Face à la montée constante des maladies émergentes, le Togo mise sur des pratiques clés pour protéger sa population et son cheptel : l’échantillonnage biologique et la biosécurité. Souvent méconnues, ces méthodes jouent un rôle central dans la détection rapide des pathologies et dans la prévention de leur propagation.
Des pratiques indispensables pour la santé publique togolaise
L’échantillonnage permet de collecter des échantillons précis et fiables nécessaires au diagnostic. La biosécurité encadre toutes les mesures visant à empêcher la contamination lors de la manipulation, du transport et de la conservation de ces échantillons.

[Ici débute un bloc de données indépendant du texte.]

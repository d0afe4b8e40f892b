/// Configuration utilities - path resolution, loading and startup validation
///
/// The strategy configuration is loaded once at startup and then passed by
/// reference through the pipeline; nothing mutates it afterwards.
use super::schemas::{LadderDirection, StrategyConfig, TriggerConfig, SUPPORTED_SCHEMA_VERSION};
use crate::errors::ConfigurationError;
use crate::logger::{self, LogTag};
use crate::paths;
use crate::types::{Bucket, RegimeLabel};
use std::collections::BTreeMap;
use std::path::{Path, PathBuf};

/// Environment variable naming an alternate configuration path
pub const CONFIG_ENV_VAR: &str = "ALLOCBOT_CONFIG";

/// Resolve which configuration file to load
///
/// Precedence: explicit CLI path, then `ALLOCBOT_CONFIG`, then the default
/// `<base>/data/config.toml`.
pub fn resolve_config_path(cli_path: Option<&Path>) -> PathBuf {
    if let Some(path) = cli_path {
        return path.to_path_buf();
    }
    match std::env::var(CONFIG_ENV_VAR) {
        Ok(value) if !value.trim().is_empty() => PathBuf::from(value),
        _ => paths::get_config_path(),
    }
}

/// Load and validate the strategy configuration at `path`
///
/// Any failure here is fatal for the caller: the loop must not start on a
/// configuration it cannot trust.
pub fn load_config_from_path(path: &Path) -> Result<StrategyConfig, ConfigurationError> {
    if !path.exists() {
        return Err(ConfigurationError::FileNotFound {
            path: path.to_path_buf(),
        });
    }

    let contents = std::fs::read_to_string(path).map_err(|source| ConfigurationError::Unreadable {
        path: path.to_path_buf(),
        source,
    })?;

    let config = parse_config(path, &contents)?;
    config.validate()?;

    logger::info(
        LogTag::Config,
        &format!(
            "Loaded strategy config {} (schema v{}, {} policy labels)",
            path.display(),
            config.schema_version,
            config.policy.len()
        ),
    );

    Ok(config)
}

/// Parse TOML text, mapping missing required tables to a dedicated error
pub fn parse_config(path: &Path, contents: &str) -> Result<StrategyConfig, ConfigurationError> {
    let raw: toml::Table = toml::from_str(contents).map_err(|e| ConfigurationError::Parse {
        path: path.to_path_buf(),
        message: e.to_string(),
    })?;

    for required in ["schema_version", "policy"] {
        if !raw.contains_key(required) {
            return Err(ConfigurationError::MissingTable {
                table: required.to_string(),
            });
        }
    }

    let mut config = toml::from_str::<StrategyConfig>(contents).map_err(|e| ConfigurationError::Parse {
        path: path.to_path_buf(),
        message: e.to_string(),
    })?;
    config.canonicalize_policy_labels()?;
    Ok(config)
}

impl StrategyConfig {
    /// Rewrite `[policy.<label>]` keys to their canonical names
    ///
    /// Accepts any case and the English aliases (`neutral`, `unknown`).
    /// Unknown labels and two keys naming the same label are rejected.
    pub fn canonicalize_policy_labels(&mut self) -> Result<(), ConfigurationError> {
        let mut canonical = BTreeMap::new();
        for (key, table) in std::mem::take(&mut self.policy) {
            let Some(label) = RegimeLabel::from_name(&key) else {
                return Err(ConfigurationError::invalid(
                    &format!("policy.{}", key),
                    "unknown regime label (expected favorable, neutre, defavorable or inconnu)",
                ));
            };
            if canonical.insert(label.as_str().to_string(), table).is_some() {
                return Err(ConfigurationError::invalid(
                    &format!("policy.{}", key),
                    format!("duplicates the '{}' table", label),
                ));
            }
        }
        self.policy = canonical;
        Ok(())
    }

    /// Validate the whole configuration once, at load time
    pub fn validate(&self) -> Result<(), ConfigurationError> {
        if self.schema_version != SUPPORTED_SCHEMA_VERSION {
            return Err(ConfigurationError::SchemaVersion {
                found: self.schema_version,
                expected: SUPPORTED_SCHEMA_VERSION,
            });
        }

        self.validate_policy()?;
        self.validate_detector()?;
        self.validate_mode()?;
        self.validate_scoring()?;
        self.validate_planner()?;

        if self.journal.lock_poll_ms == 0 {
            return Err(ConfigurationError::invalid("journal.lock_poll_ms", "must be > 0"));
        }

        for (name, amount) in &self.portfolio.initial_allocation {
            if !amount.is_finite() || *amount < 0.0 {
                return Err(ConfigurationError::invalid(
                    &format!("portfolio.initial_allocation.{}", name),
                    "must be a non-negative amount",
                ));
            }
        }

        Ok(())
    }

    fn validate_policy(&self) -> Result<(), ConfigurationError> {
        if self.policy.is_empty() {
            return Err(ConfigurationError::MissingTable {
                table: "policy".to_string(),
            });
        }

        for (label, fractions) in &self.policy {
            if RegimeLabel::from_name(label).map(|l| l.as_str()) != Some(label.as_str()) {
                return Err(ConfigurationError::invalid(
                    &format!("policy.{}", label),
                    "not a canonical regime label",
                ));
            }
            for (bucket, fraction) in fractions {
                if !fraction.is_finite() {
                    return Err(ConfigurationError::invalid(
                        &format!("policy.{}.{}", label, bucket),
                        "must be a finite number",
                    ));
                }
                if Bucket::from_name(bucket).is_none() {
                    logger::warning(
                        LogTag::Config,
                        &format!("policy.{} names unknown bucket '{}', it will be ignored", label, bucket),
                    );
                }
            }
        }
        Ok(())
    }

    fn validate_detector(&self) -> Result<(), ConfigurationError> {
        let d = &self.detector;
        if d.min_samples == 0 {
            return Err(ConfigurationError::invalid("detector.min_samples", "must be >= 1"));
        }
        if !(d.smoothing_alpha > 0.0 && d.smoothing_alpha <= 1.0) {
            return Err(ConfigurationError::invalid(
                "detector.smoothing_alpha",
                "must be in (0, 1]",
            ));
        }
        if d.apr_up_threshold <= 0.0 || d.tvl_up_threshold <= 0.0 {
            return Err(ConfigurationError::invalid(
                "detector.*_up_threshold",
                "up thresholds must be > 0",
            ));
        }
        if d.apr_down_threshold >= 0.0 || d.tvl_down_threshold >= 0.0 {
            return Err(ConfigurationError::invalid(
                "detector.*_down_threshold",
                "down thresholds must be < 0",
            ));
        }
        if d.weight_apr < 0.0 || d.weight_tvl < 0.0 || d.weight_apr + d.weight_tvl <= 0.0 {
            return Err(ConfigurationError::invalid(
                "detector.weight_*",
                "weights must be >= 0 with a positive sum",
            ));
        }
        if d.score_up_threshold <= d.score_down_threshold {
            return Err(ConfigurationError::invalid(
                "detector.score_up_threshold",
                "must be greater than score_down_threshold",
            ));
        }
        if d.hysteresis_margin < 0.0 {
            return Err(ConfigurationError::invalid("detector.hysteresis_margin", "must be >= 0"));
        }
        Ok(())
    }

    fn validate_mode(&self) -> Result<(), ConfigurationError> {
        let t = &self.mode.triggers;
        check_ladder("mode.triggers.slippage", &t.slippage, false)?;
        check_ladder("mode.triggers.tvl_drop", &t.tvl_drop, false)?;
        check_ladder("mode.triggers.drawdown", &t.drawdown, false)?;
        check_ladder("mode.triggers.apr_spike", &t.apr_spike, false)?;
        check_ladder("mode.triggers.stablecoin_depeg", &t.stablecoin_depeg, true)?;

        let c = &self.mode.min_trigger_count;
        if [c.tension, c.alerte, c.crise, c.panic].contains(&0) {
            return Err(ConfigurationError::invalid(
                "mode.min_trigger_count",
                "every tier needs at least one trigger",
            ));
        }
        Ok(())
    }

    fn validate_scoring(&self) -> Result<(), ConfigurationError> {
        let s = &self.scoring;
        if s.ai_coeff_min > s.ai_coeff_max {
            return Err(ConfigurationError::invalid("scoring.ai_coeff_min", "exceeds ai_coeff_max"));
        }
        if s.risk_coeff_min > s.risk_coeff_max {
            return Err(ConfigurationError::invalid(
                "scoring.risk_coeff_min",
                "exceeds risk_coeff_max",
            ));
        }
        let band_mins: Vec<f64> = s.ai_bands.iter().map(|b| b.min).collect();
        if !strictly_ordered(&band_mins, true) {
            return Err(ConfigurationError::invalid(
                "scoring.ai_bands",
                "band minimums must be finite and strictly decreasing",
            ));
        }
        for (field, ladder) in [
            ("scoring.apr_ladder", &s.apr_ladder),
            ("scoring.liquidity_ladder", &s.liquidity_ladder),
            ("scoring.volatility_ladder", &s.volatility_ladder),
        ] {
            let bounds: Vec<f64> = ladder.steps.iter().map(|step| step.bound).collect();
            // First match wins: `above` steps go high to low, `below` steps low to high
            let descending = ladder.direction == LadderDirection::Above;
            if !strictly_ordered(&bounds, descending) {
                let expected = if descending { "decreasing" } else { "increasing" };
                return Err(ConfigurationError::invalid(
                    field,
                    format!("step bounds must be finite and strictly {}", expected),
                ));
            }
        }
        if s.slippage_ref_pct <= 0.0 || s.slippage_k < 0.0 {
            return Err(ConfigurationError::invalid(
                "scoring.slippage_*",
                "slippage_ref_pct must be > 0 and slippage_k >= 0",
            ));
        }
        Ok(())
    }

    fn validate_planner(&self) -> Result<(), ConfigurationError> {
        let p = &self.planner;
        if !(p.max_shift_ratio > 0.0 && p.max_shift_ratio <= 1.0) {
            return Err(ConfigurationError::invalid(
                "planner.max_shift_ratio",
                "must be in (0, 1]",
            ));
        }
        if p.min_rebal_usd < 0.0 || p.min_total_usd < 0.0 {
            return Err(ConfigurationError::invalid(
                "planner.min_*",
                "minimums must be >= 0",
            ));
        }
        Ok(())
    }
}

Au Togo, les défis sont multiples : limiter les risques de contamination croisée, protéger les agents de terrain des risques infectieux, et empêcher la dissémination des agents pathogènes dans l’environnement.
Des normes strictes pour garantir la qualité et la sécurité
Pour relever ces défis, le respect rigoureux des protocoles est indispensable :
- Utilisation systématique d’équipements de protection adaptés
- Gestion sécurisée des déchets biologiques
- Transport dans des conditions contrôlées, conformes aux réglementations internationales
- Conservation optimale pour préserver l’intégrité des échantillons
La formation régulière des professionnels sur le terrain est également une priorité.
« La maîtrise des techniques de prélèvement et la connaissance des maladies animales sont essentielles pour assurer la fiabilité des analyses », souligne le Dr Mamadou Niang, biologiste togolais.
Un enjeu stratégique pour l’avenir sanitaire du pays
Ces mesures renforcent la capacité du Togo à anticiper et contenir les menaces sanitaires, contribuant ainsi à la protection des populations humaines et animales. Dans un contexte de mondialisation des risques, cette vigilance s’avère indispensable pour la stabilité sanitaire et économique du pays.